Failure to parent in the little things, ultimately is the shaky foundation that grows only the seeds of irresponsibility later in life.
‘Firm but Fair’ Revisited in the 21st Century
The ‘firm but fair’ orientation to parenting in the classroom was a 101 in the latter decades of the 20th century. Its principle of consistency remains foundational today. Boundaries and standards that are set, need to apply to everybody in a group – children, parents, colleagues, the principal, guests – everyone. The benefits that accrue from this are immediately evident in any group that is consistent with its principles in actual practice. Such groups enjoy a true dynamic of working together as a group and not as a cluster of competing, self-serving individuals. Consequences and pull ups back into the group standards are integral in that they too apply to all. Consistency then allows the entire group to focus on upholding the agreed upon standards so that all members of the group are purposeful in their participation. This extends to not allowing ‘social loafing’, withdrawal, disrespect or any form of abuse within the group.

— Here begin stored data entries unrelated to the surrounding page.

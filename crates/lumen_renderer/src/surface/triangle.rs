//! Triangle primitives for ray tracing.
//!
//! Both flat and smooth triangles use the Möller-Trumbore algorithm; the
//! smooth variant keeps the barycentric (u, v) of each hit so the vertex
//! normals can be interpolated when shading.

use lumen_math::{BoundingBox, Point, Ray, Vector, EPSILON};

use super::{LocalGeometry, LocalHit};

/// Möller-Trumbore. Returns the hit with its barycentric coordinates.
fn moller_trumbore(p1: Point, e1: Vector, e2: Vector, ray: &Ray) -> Option<LocalHit> {
    let dir_cross_e2 = ray.direction.cross(e2);
    let det = e1.dot(dir_cross_e2);

    // Ray is parallel to the triangle
    if det.abs() < EPSILON {
        return None;
    }

    let f = 1.0 / det;
    let p1_to_origin = ray.origin - p1;
    let u = f * p1_to_origin.dot(dir_cross_e2);
    if !(0.0..=1.0).contains(&u) {
        return None;
    }

    let origin_cross_e1 = p1_to_origin.cross(e1);
    let v = f * ray.direction.dot(origin_cross_e1);
    if v < 0.0 || u + v > 1.0 {
        return None;
    }

    let t = f * e2.dot(origin_cross_e1);
    Some(LocalHit { t, u, v })
}

/// A flat triangle.
#[derive(Debug, Clone, Copy, PartialEq)]
pub struct Triangle {
    /// Vertices
    pub p1: Point,
    pub p2: Point,
    pub p3: Point,
    /// Pre-computed edges from `p1`
    e1: Vector,
    e2: Vector,
    /// Pre-computed face normal (unit length)
    normal: Vector,
}

impl Triangle {
    /// Create a new triangle from three vertices.
    pub fn new(p1: Point, p2: Point, p3: Point) -> Self {
        let e1 = p2 - p1;
        let e2 = p3 - p1;

        Self {
            p1,
            p2,
            p3,
            e1,
            e2,
            normal: e2.cross(e1).normalize(),
        }
    }

    pub fn normal(&self) -> Vector {
        self.normal
    }

    fn bounds(&self) -> BoundingBox {
        BoundingBox::enclosing([self.p1, self.p2, self.p3])
    }
}

impl LocalGeometry for Triangle {
    fn local_intersect(&self, ray: &Ray, hits: &mut Vec<LocalHit>) {
        hits.extend(moller_trumbore(self.p1, self.e1, self.e2, ray));
    }

    fn local_normal_at(&self, _point: Point, _hit: &LocalHit) -> Vector {
        self.normal
    }

    fn local_bounds(&self) -> Option<BoundingBox> {
        Some(self.bounds())
    }
}

/// A triangle with per-vertex normals, interpolated across the face.
#[derive(Debug, Clone, Copy, PartialEq)]
pub struct SmoothTriangle {
    pub face: Triangle,
    pub n1: Vector,
    pub n2: Vector,
    pub n3: Vector,
}

impl SmoothTriangle {
    pub fn new(p1: Point, p2: Point, p3: Point, n1: Vector, n2: Vector, n3: Vector) -> Self {
        Self {
            face: Triangle::new(p1, p2, p3),
            n1,
            n2,
            n3,
        }
    }
}

impl LocalGeometry for SmoothTriangle {
    fn local_intersect(&self, ray: &Ray, hits: &mut Vec<LocalHit>) {
        self.face.local_intersect(ray, hits);
    }

    fn local_normal_at(&self, _point: Point, hit: &LocalHit) -> Vector {
        self.n2 * hit.u + self.n3 * hit.v + self.n1 * (1.0 - hit.u - hit.v)
    }

    fn local_bounds(&self) -> Option<BoundingBox> {
        Some(self.face.bounds())
    }
}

There is also a collective responsibility for all members to be aware of what is truly needed for all to flourish within the group, and to bring sensitive responsivity to any members who may be addressing any internal issues or problems that impact their full participation in the group. Established group standards give permission for adults and children to express what is going on for them. The cultivation of discernment allows members to be aware of what is true and to slough off what is not, or is being abused.
The capacity to participate in a group rests upon the first requirement in parenting: to respect and honour the physical body. Bodies do not abuse or act irresponsibly; it is the mind that resides within the body, the corrupted or pandered to mind, that is the source of disrespect to the physical body and of disrespect to others.
By parenting this mind in the two simple, but not easy, principles of true parenting, we support our children to maximise their own potential and develop their capacity and confidence to engage fully in groups, where they become the ones that set the standard for harmonious interactivity and mutuality.
The alternative is to sustain the unsustainable global pandemic of parenting refusal that feeds only global tension, conflict, irresponsibility and separation from each other.